Writers are always attuned to sources of inspiration. A word, an expression, or even the smallest shared story works its way into an author’s headspace and becomes the basis of stories, poems, novels. The chapter titled “Nativity” is a collage of two real pieces of inspiration that came together in my novel, The Bystanders. It may be read on its own as a story, or as a chapter from the novel.
When my family moved from Los Angeles in the late 1980s—to live off the grid—we found ourselves outside the small town of Lawrenceton, Missouri. It was quite a culture shock. We went from the city to rural living, but it was one of the most beautiful places I’ve ever lived. And the people were amazing.
At my family’s first Midnight Mass at St. Lawrence Church, I was selected to play the part of Mary in a live nativity. I was in third grade at the time, and I recall being concerned people might think I gave birth to Baby Jesus, so that was kind of funny. But the live nativity element was the first bit of inspiration for this chapter/story.
The second part that influenced “Nativity” was one of my mom’s most precious possessions, a Vatican commissioned nativity scene that cost a fortune. It’s stunning, but it was a pay-as-you-go program and every month a new piece arrived, except the most important character of all, Baby Jesus. For three years mom received, lambs, cows, multiple angels and shepherds, but no Baby Jesus. As you can imagine, she was getting upset. And then one day Baby Jesus arrived, and my dad and sister got to him first. Big pranksters, these two. They wrote an official looking letter from the Vatican apologizing because they weren’t going to be able to send Baby Jesus, they had discontinued the collection, and to please accept a cow in his place. They found one of the many cows in the collection and replaced the cow with Baby Jesus. My mom was livid when she opened that box and read the letter. Eventually, they fessed up and now the nativity scene takes up her mantle during the holiday season.
With “Nativity.” I wanted to write a classic Christmas story. So many of our modern holiday stories are really new versions of classics. I also wanted to share one of my favorite family memories. I hope you derive some mirth from “Nativity” as my family and I have over the years.

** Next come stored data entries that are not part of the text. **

//! Candidate identity and evaluated candidates.

use std::cmp::Ordering;

use serde::{Deserialize, Serialize};

use super::objectives::Objectives;
use crate::calculations::detailing::DetailingResult;
use crate::calculations::flexure::TensionFace;

/// Position of a candidate in the search space.
///
/// Ordering is lexicographic in field order, which is also the enumeration
/// order. Equality goes through the same total order.
#[derive(Debug, Clone, Copy, Serialize, Deserialize)]
pub struct CandidateKey {
    pub width_mm: f64,
    pub overall_depth_mm: f64,
    pub fck_mpa: f64,
    pub fy_mpa: f64,
    /// Main bar diameter on the governing tension face
    pub diameter_mm: u32,
    pub count: u32,
    pub stirrup_diameter_mm: u32,
    pub stirrup_legs: u32,
    pub stirrup_spacing_mm: f64,
}

impl CandidateKey {
    pub fn label(&self) -> String {
        format!(
            "{:.0}x{:.0} M{:.0}/Fe{:.0} {}-{} {}L-{}@{:.0}",
            self.width_mm,
            self.overall_depth_mm,
            self.fck_mpa,
            self.fy_mpa,
            self.count,
            self.diameter_mm,
            self.stirrup_legs,
            self.stirrup_diameter_mm,
            self.stirrup_spacing_mm
        )
    }
}

impl PartialEq for CandidateKey {
    fn eq(&self, other: &Self) -> bool {
        self.cmp(other) == Ordering::Equal
    }
}

impl Eq for CandidateKey {}

impl PartialOrd for CandidateKey {
    fn partial_cmp(&self, other: &Self) -> Option<Ordering> {
        Some(self.cmp(other))
    }
}

impl Ord for CandidateKey {
    fn cmp(&self, other: &Self) -> Ordering {
        self.width_mm
            .total_cmp(&other.width_mm)
            .then(self.overall_depth_mm.total_cmp(&other.overall_depth_mm))
            .then(self.fck_mpa.total_cmp(&other.fck_mpa))
            .then(self.fy_mpa.total_cmp(&other.fy_mpa))
            .then(self.diameter_mm.cmp(&other.diameter_mm))
            .then(self.count.cmp(&other.count))
            .then(self.stirrup_diameter_mm.cmp(&other.stirrup_diameter_mm))
            .then(self.stirrup_legs.cmp(&other.stirrup_legs))
            .then(self.stirrup_spacing_mm.total_cmp(&other.stirrup_spacing_mm))
    }
}

/// A feasible candidate, fully designed.
///
/// ## JSON Example
///
/// ```json
/// {
///   "key": {
///     "width_mm": 300.0, "overall_depth_mm": 450.0,
///     "fck_mpa": 25.0, "fy_mpa": 500.0,
///     "diameter_mm": 16, "count": 4,
///     "stirrup_diameter_mm": 8, "stirrup_legs": 2, "stirrup_spacing_mm": 150.0
///   },
///   "tension_face": "Bottom",
///   "objectives": { "cost": 31250.4, "weight_kg": 2052.7, "constructability": 4.67 },
///   "score": 1.0,
///   "effective_depth_mm": 410.0,
///   "detailing": { "...": "..." }
/// }
/// ```
#[derive(Debug, Clone, PartialEq, Serialize, Deserialize)]
pub struct OptimizationCandidate {
    pub key: CandidateKey,
    pub tension_face: TensionFace,
    pub objectives: Objectives,
    /// Weighted score against the best feasible value of each objective
    pub score: f64,
    /// After any second-layer re-check (mm)
    pub effective_depth_mm: f64,
    pub detailing: DetailingResult,
}

impl OptimizationCandidate {
    /// Ranking order: score, then objectives, then key
    pub fn rank(&self, other: &Self) -> Ordering {
        self.score.total_cmp(&other.score).then_with(|| {
            self.objectives
                .vector()
                .iter()
                .zip(other.objectives.vector().iter())
                .map(|(a, b)| a.total_cmp(b))
                .find(|o| o.is_ne())
                .unwrap_or(Ordering::Equal)
                .then(self.key.cmp(&other.key))
        })
    }
}

#[cfg(test)]
mod tests {
    use super::*;

    fn key(diameter_mm: u32, count: u32, spacing: f64) -> CandidateKey {
        CandidateKey {
            width_mm: 300.0,
            overall_depth_mm: 450.0,
            fck_mpa: 25.0,
            fy_mpa: 500.0,
            diameter_mm,
            count,
            stirrup_diameter_mm: 8,
            stirrup_legs: 2,
            stirrup_spacing_mm: spacing,
        }
    }

    #[test]
    fn test_key_order_is_lexicographic() {
        let mut keys = vec![key(20, 2, 100.0), key(16, 5, 150.0), key(16, 4, 200.0), key(16, 4, 100.0)];
        keys.sort();
        assert_eq!(keys[0], key(16, 4, 100.0));
        assert_eq!(keys[1], key(16, 4, 200.0));
        assert_eq!(keys[2], key(16, 5, 150.0));
        assert_eq!(keys[3], key(20, 2, 100.0));
    }

    #[test]
    fn test_equality_agrees_with_order() {
        let positive = key(16, 4, 0.0);
        let negative = key(16, 4, -0.0);
        assert_eq!(positive == negative, positive.cmp(&negative) == Ordering::Equal);
        assert_ne!(positive, negative);

        let (a, b) = (key(16, 4, f64::NAN), key(16, 4, f64::NAN));
        assert_eq!(a, b);
        assert_eq!(a.cmp(&b), Ordering::Equal);
    }

    #[test]
    fn test_label() {
        assert_eq!(key(16, 4, 150.0).label(), "300x450 M25/Fe500 4-16 2L-8@150");
    }
}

Lena and Holda were twins; however, most parishioners didn’t see them as two eccentric hens, but as one big lady who cracked in half. They lived in a ninety-eight-year-old house that once served as the rectory for Saint Lawrence Church. After the last full-time priest passed, the diocese decided the new priest, Father LeClair, should split time between the two town parishes—Lawrenceton and Bloomsdale. Hoping to preserve one of few original structures left in town, the ladies bought the rectory, and moved in. In turn, the parish supplied them a tiny income to keep up the church. They attended every Sunday Mass, every wedding and Baptism. They were at church for each feast day, every saint day, and most importantly, Midnight Mass—they had overseen Christmas almost as long as Christ. READ MORE…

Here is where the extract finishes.